• _RECORDS FOR THIS TASK_:
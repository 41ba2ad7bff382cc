use crate::config::ResponseType;
use crate::naming::var_name;
use crate::traverse::OperationContext;
use crate::typemap::parse_schema_type;

/// Per-operation facts that do not depend on parameter grouping.
#[derive(Debug, Clone, PartialEq)]
pub struct MethodMetadata {
    /// camelCase operation name derived from method + path.
    pub name: String,
    /// Human-readable description lines for the doc comment.
    pub description: Vec<String>,
    pub method: String,
    /// The raw URL template with `{param}` placeholders.
    pub url_template: String,
    /// The narrowed response type from the success response schema.
    pub response_type: String,
    pub deprecated: bool,
}

/// Derive the operation name, description lines, URL template, and narrowed
/// response type for one operation.
///
/// Names come from `"{method} {path}"`, never from `operationId`: route
/// derivation is collision-free across documents that reuse ids and stays
/// stable when ids are edited.
pub fn parse_method_metadata(ctx: &OperationContext<'_>) -> MethodMetadata {
    let name = var_name(&format!("{} {}", ctx.method.as_str(), ctx.path));

    let mut description = Vec::new();
    if let Some(summary) = &ctx.operation.summary {
        let summary = summary.trim();
        if !summary.is_empty() {
            description.push(summary.to_string());
        }
    }
    if let Some(text) = &ctx.operation.description {
        for line in text.lines() {
            let line = line.trim();
            if !line.is_empty() {
                description.push(line.to_string());
            }
        }
    }

    let response_type = ctx
        .operation
        .success_response()
        .and_then(|response| response.body_schema())
        .map(parse_schema_type)
        .unwrap_or_else(|| "any".to_string());

    MethodMetadata {
        name,
        description,
        method: ctx.method.as_str().to_string(),
        url_template: ctx.path.to_string(),
        response_type,
        deprecated: ctx.operation.deprecated,
    }
}

/// Apply the preset wrapper and any config override to the narrowed type.
///
/// A configured fixed string wins outright. A configured generic replaces
/// the preset wrapper; `infer: false` substitutes `any` for the narrowed
/// type. In every case the narrowed type fills the wrapper's standalone `T`
/// placeholder.
pub fn wrap_response_type(
    preset_wrapper: &str,
    config: Option<&ResponseType>,
    narrowed: &str,
) -> String {
    match config {
        Some(ResponseType::Fixed(fixed)) => fixed.clone(),
        Some(ResponseType::Generic { generic, infer }) => {
            let wrapper = generic.as_deref().unwrap_or(preset_wrapper);
            let narrowed = if *infer == Some(false) { "any" } else { narrowed };
            substitute_generic(wrapper, narrowed)
        }
        None => substitute_generic(preset_wrapper, narrowed),
    }
}

/// Replace each standalone `T` token in `wrapper` with `narrowed`.
pub fn substitute_generic(wrapper: &str, narrowed: &str) -> String {
    let mut out = String::with_capacity(wrapper.len() + narrowed.len());
    let mut token = String::new();
    for ch in wrapper.chars() {
        if ch.is_ascii_alphanumeric() || ch == '_' || ch == '$' {
            token.push(ch);
        } else {
            flush_token(&mut out, &mut token, narrowed);
            out.push(ch);
        }
    }
    flush_token(&mut out, &mut token, narrowed);
    out
}

fn flush_token(out: &mut String, token: &mut String, narrowed: &str) {
    if token == "T" {
        out.push_str(narrowed);
    } else {
        out.push_str(token);
    }
    token.clear();
}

• _TO DO_: Each line with the word "ResponseType" in the records above belongs in the result; copy all of them.

• _EXERCISE ANSWER_:
use crate::config::ResponseType;
    config: Option<&ResponseType>,
        Some(ResponseType::Fixed(fixed)) => fixed.clone(),
        Some(ResponseType::Generic { generic, infer }) => {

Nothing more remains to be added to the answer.